Let’s see, did you buy good quality, durum-wheat, bronze-drawn spaghetti? Even better, did you just make some fantastic noodles or ravioli? Did you make some sauce?

Fine. Now you need a really large pan, better a tall stockpot, water and salt. You also need a shallow pan to assemble sauce and pasta. For this purpose, I prefer to use a wok-like pan which in Italy is called saltapasta.

The key to a perfect pasta is to keep it at a high temperature throughout cooking, saucing and serving.

Here are the rules:

  1. Use lots of water, typically 1 lt per 100 gr (1 quart per 3 oz) of dry pasta. Only start cooking the pasta when the water is on a rolling boil. You need to keep it at a high temperature so it cooks as fast as possible. As a result the pasta will keep its shape and texture (al dente).
  2. Use lots of salt, about 1 teaspoon of salt per lt (quart). Pasta cooked in unsalted water will be bland no matter how much salt you add to the sauce. I know it looks like a lot of salt, please just try and taste the difference.
  3. Keep the starch. During cooking pasta releases starch in the water which will provide a creamy texture and help the sauce  clinging to the pasta. To retain the precious starchy film, don’t rinse the pasta after draining. On the contrary, you need to reserve some of the pasta water for the finishing (see below).

Here is the method:

While your pasta is cooking keep the sauce warm in the saltapasta or similar pan.
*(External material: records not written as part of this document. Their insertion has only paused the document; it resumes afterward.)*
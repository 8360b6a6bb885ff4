//! Owned worker state and the event dispatcher.

use std::sync::Arc;

use bytes::Bytes;
use serde_json::Value;
use swcache_core::{AppConfig, CacheDb, CacheNamespace, CachedResponse, Error};
use tokio::sync::oneshot;

use crate::control::{self, ControlChannel, ControlHandle};
use crate::fetch::{Network, Request, Response, resolve};
use crate::lifecycle::{ClientHost, LifecycleController, LifecycleState};
use crate::matcher::PatternMatcher;
use crate::notify;
use crate::scheduler::ExpiryScheduler;
use crate::strategy::StrategyEngine;

/// An event delivered to the worker.
#[derive(Debug)]
pub enum Event {
    Install,
    Activate,
    Fetch(Request),
    Message { data: Value, reply: Option<oneshot::Sender<Value>> },
    Push(Option<Bytes>),
    NotificationClick { url: Option<String> },
}

impl Event {
    pub fn kind(&self) -> &'static str {
        match self {
            Event::Install => "install",
            Event::Activate => "activate",
            Event::Fetch(_) => "fetch",
            Event::Message { .. } => "message",
            Event::Push(_) => "push",
            Event::NotificationClick { .. } => "notificationclick",
        }
    }
}

/// Everything one worker instance owns.
pub struct WorkerContext {
    config: AppConfig,
    namespace: CacheNamespace,
    network: Arc<dyn Network>,
    host: Arc<dyn ClientHost>,
    matcher: PatternMatcher,
    engine: StrategyEngine,
    lifecycle: LifecycleController,
    scheduler: ExpiryScheduler,
    control: ControlChannel,
}

impl WorkerContext {
    pub fn new(
        config: AppConfig, db: CacheDb, network: Arc<dyn Network>, host: Arc<dyn ClientHost>,
    ) -> Result<Self, Error> {
        let matcher = PatternMatcher::from_config(&config)?;
        let namespace = CacheNamespace::attach(&db, &config.cache_name());
        let engine = StrategyEngine::new(
            namespace.clone(),
            network.clone(),
            matcher.origin().clone(),
            config.expiration(),
        );
        let lifecycle =
            LifecycleController::new(namespace.clone(), network.clone(), host.clone(), matcher.preload_urls().to_vec());
        let scheduler = ExpiryScheduler::new(namespace.clone(), &config);
        let control = ControlChannel::new(&config, scheduler.clone());

        Ok(Self { config, namespace, network, host, matcher, engine, lifecycle, scheduler, control })
    }

    pub fn config(&self) -> &AppConfig {
        &self.config
    }

    pub fn namespace(&self) -> &CacheNamespace {
        &self.namespace
    }

    pub fn matcher(&self) -> &PatternMatcher {
        &self.matcher
    }

    pub fn scheduler(&self) -> &ExpiryScheduler {
        &self.scheduler
    }

    pub fn control(&self) -> &ControlChannel {
        &self.control
    }

    pub fn lifecycle_state(&self) -> LifecycleState {
        self.lifecycle.state()
    }

    /// Route an event to its handler.
    ///
    /// Only fetch events produce a response. Install also activates, since
    /// the worker never waits for older instances to exit.
    pub async fn dispatch(&self, event: Event) -> Result<Option<Response>, Error> {
        tracing::debug!(event = event.kind(), "dispatch");
        match event {
            Event::Install => {
                self.lifecycle.install().await?;
                self.lifecycle.activate().await;
                Ok(None)
            }
            Event::Activate => {
                self.lifecycle.activate().await;
                Ok(None)
            }
            Event::Fetch(request) => self.handle_fetch(request).await.map(Some),
            Event::Message { data, reply } => {
                self.control.handle(&data, reply).await;
                Ok(None)
            }
            Event::Push(data) => {
                notify::handle_push(self.host.as_ref(), data.as_deref()).await;
                Ok(None)
            }
            Event::NotificationClick { url } => {
                let origin = self.matcher.origin();
                if let Err(e) = notify::handle_notification_click(self.host.as_ref(), origin, url.as_deref()).await {
                    tracing::warn!(error = %e, "failed to handle notification click");
                }
                Ok(None)
            }
        }
    }

    /// Resolve a fetch.
    ///
    /// While not active, and for non-GET methods, the request goes straight
    /// to the network. Unclassified requests are fetched without caching.
    pub async fn handle_fetch(&self, request: Request) -> Result<Response, Error> {
        if !self.lifecycle.is_active() || !request.is_get() {
            return self.network.fetch(&request).await;
        }

        // Batch runs detached; the handle is only useful to tests.
        let _ = self.scheduler.maybe_schedule().await;

        match self.matcher.classify(&request.url) {
            Some(strategy) => self.engine.handle(strategy, &request).await,
            None => {
                tracing::debug!(url = %request.url, "not cacheable; passing through");
                self.network.fetch(&request).await
            }
        }
    }

    /// Stop intercepting fetches.
    pub fn supersede(&self) {
        self.lifecycle.mark_superseded();
    }

    /// Start answering control requests; returns the page-side handle.
    pub fn spawn_control(self: &Arc<Self>) -> ControlHandle {
        let (handle, mut rx) = control::channel(16, self.config.control_timeout());
        let ctx = Arc::clone(self);
        tokio::spawn(async move {
            while let Some(request) = rx.recv().await {
                let event = Event::Message { data: request.data, reply: Some(request.reply) };
                if let Err(e) = ctx.dispatch(event).await {
                    tracing::warn!(error = %e, "control message failed");
                }
            }
        });
        handle
    }

    /// The current namespace's entry for `url`.
    pub async fn cache_lookup(&self, url: &str) -> Result<Option<CachedResponse>, Error> {
        let url = self.resolve(url)?;
        self.namespace.lookup(url.as_str()).await
    }

    /// Delete one entry, or every entry when `url` is `None`. Returns the
    /// number of entries removed.
    pub async fn cache_purge(&self, url: Option<&str>) -> Result<usize, Error> {
        match url {
            Some(url) => {
                let url = self.resolve(url)?;
                Ok(usize::from(self.namespace.delete(url.as_str()).await?))
            }
            None => {
                let mut removed = 0;
                for key in self.namespace.keys().await? {
                    if self.namespace.delete(&key).await? {
                        removed += 1;
                    }
                }
                tracing::info!(namespace = self.namespace.name(), removed, "purged cache namespace");
                Ok(removed)
            }
        }
    }

    fn resolve(&self, url: &str) -> Result<url::Url, Error> {
        resolve(self.matcher.origin(), url).map_err(|e| Error::InvalidInput(format!("{url}: {e}")))
    }
}
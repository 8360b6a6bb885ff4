//! Unified error types for swcache.
//!
//! Display strings carry a stable `CODE: detail` prefix so they can be
//! surfaced verbatim to control-channel and MCP callers.

use rmcp::model::{ErrorCode, ErrorData as McpError};
use tokio_rusqlite::rusqlite;

/// Unified error types for the swcache engine.
#[derive(Debug, thiserror::Error)]
pub enum Error {
    /// Invalid input parameters (e.g., empty URL).
    #[error("INVALID_INPUT: {0}")]
    InvalidInput(String),

    /// No cache entry found for the given request.
    #[error("CACHE_MISS: {0}")]
    CacheMiss(String),

    /// Database operation failed.
    #[error("CACHE_ERROR: {0}")]
    Database(tokio_rusqlite::Error),

    /// Migration failed to apply.
    #[error("CACHE_ERROR: migration failed: {0}")]
    MigrationFailed(String),

    /// A stored entry could not be decoded.
    #[error("CACHE_CORRUPT: {0}")]
    CorruptEntry(String),

    /// Invalid URL.
    #[error("INVALID_URL: {0}")]
    InvalidUrl(String),

    /// A rule or exclusion pattern failed to compile.
    #[error("INVALID_PATTERN: {0}")]
    InvalidPattern(String),

    /// Network request failed (offline, connection refused, DNS).
    #[error("NETWORK_ERROR: {0}")]
    Network(String),

    /// Fetch timeout.
    #[error("FETCH_TIMEOUT: {0}")]
    FetchTimeout(String),

    /// The host environment rejected a client or notification operation.
    #[error("HOST_ERROR: {0}")]
    Host(String),
}

impl Error {
    /// Whether this error came from the network rather than the cache or input.
    pub fn is_network(&self) -> bool {
        matches!(self, Error::Network(_) | Error::FetchTimeout(_))
    }
}

impl From<tokio_rusqlite::Error<Error>> for Error {
    fn from(err: tokio_rusqlite::Error<Error>) -> Self {
        match err {
            tokio_rusqlite::Error::Error(e) => e,
            tokio_rusqlite::Error::ConnectionClosed => Error::Database(tokio_rusqlite::Error::ConnectionClosed),
            tokio_rusqlite::Error::Close(c) => Error::Database(tokio_rusqlite::Error::Close(c)),
            _ => Error::Database(tokio_rusqlite::Error::ConnectionClosed),
        }
    }
}

impl From<tokio_rusqlite::Error<rusqlite::Error>> for Error {
    fn from(err: tokio_rusqlite::Error<rusqlite::Error>) -> Self {
        Error::Database(err)
    }
}

impl From<rusqlite::Error> for Error {
    fn from(err: rusqlite::Error) -> Self {
        Error::Database(tokio_rusqlite::Error::Error(err))
    }
}

impl From<Error> for McpError {
    fn from(err: Error) -> Self {
        let (code, message) = match &err {
            Error::InvalidInput(msg) => (-32602, msg.clone()),
            Error::CacheMiss(msg) => (-32001, msg.clone()),
            Error::InvalidUrl(msg) => (-32003, msg.clone()),
            Error::InvalidPattern(msg) => (-32004, msg.clone()),
            Error::Network(msg) => (-32005, msg.clone()),
            Error::FetchTimeout(msg) => (-32006, msg.clone()),
            Error::Host(msg) => (-32007, msg.clone()),
            Error::Database(e) => (-32002, e.to_string()),
            Error::MigrationFailed(msg) => (-32002, msg.clone()),
            Error::CorruptEntry(msg) => (-32002, msg.clone()),
        };

        McpError { code: ErrorCode(code), message: message.into(), data: None }
    }
}

#[cfg(test)]
mod tests {
    use super::*;

    #[test]
    fn test_error_display() {
        let err = Error::CacheMiss("https://example.com/".to_string());
        assert!(err.to_string().contains("CACHE_MISS"));
        assert!(err.to_string().contains("example.com"));
    }

    #[test]
    fn test_error_to_mcp_error() {
        let err = Error::Network("offline".to_string());
        let mcp_err: McpError = err.into();
        assert_eq!(mcp_err.code.0, -32005);
    }

    #[test]
    fn test_is_network() {
        assert!(Error::Network("down".into()).is_network());
        assert!(Error::FetchTimeout("slow".into()).is_network());
        assert!(!Error::CacheMiss("x".into()).is_network());
    }
}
Fresh pasta will cook in 1 to 3 minutes, dry pasta will cook in 6 to 12 minutes depending on package instructions. If you don’t overcook the pasta, there is no need to add oil to the water.

As soon as the pasta is cooked, drain and transfer to the sauce pan. You actually need to drain it a good half a minute before is cooked as you will finish it while saucing. Increase the heat and stir the pasta into the sauce. Add the pasta water – up to one tablespoon per person – and grated cheese, if using. Stir some more until the excess liquid is absorbed. Sprinkle with fresh herbs and a drizzle of good extra virgin olive oil. Serve on warm plates at once.

And please remember, no swimming!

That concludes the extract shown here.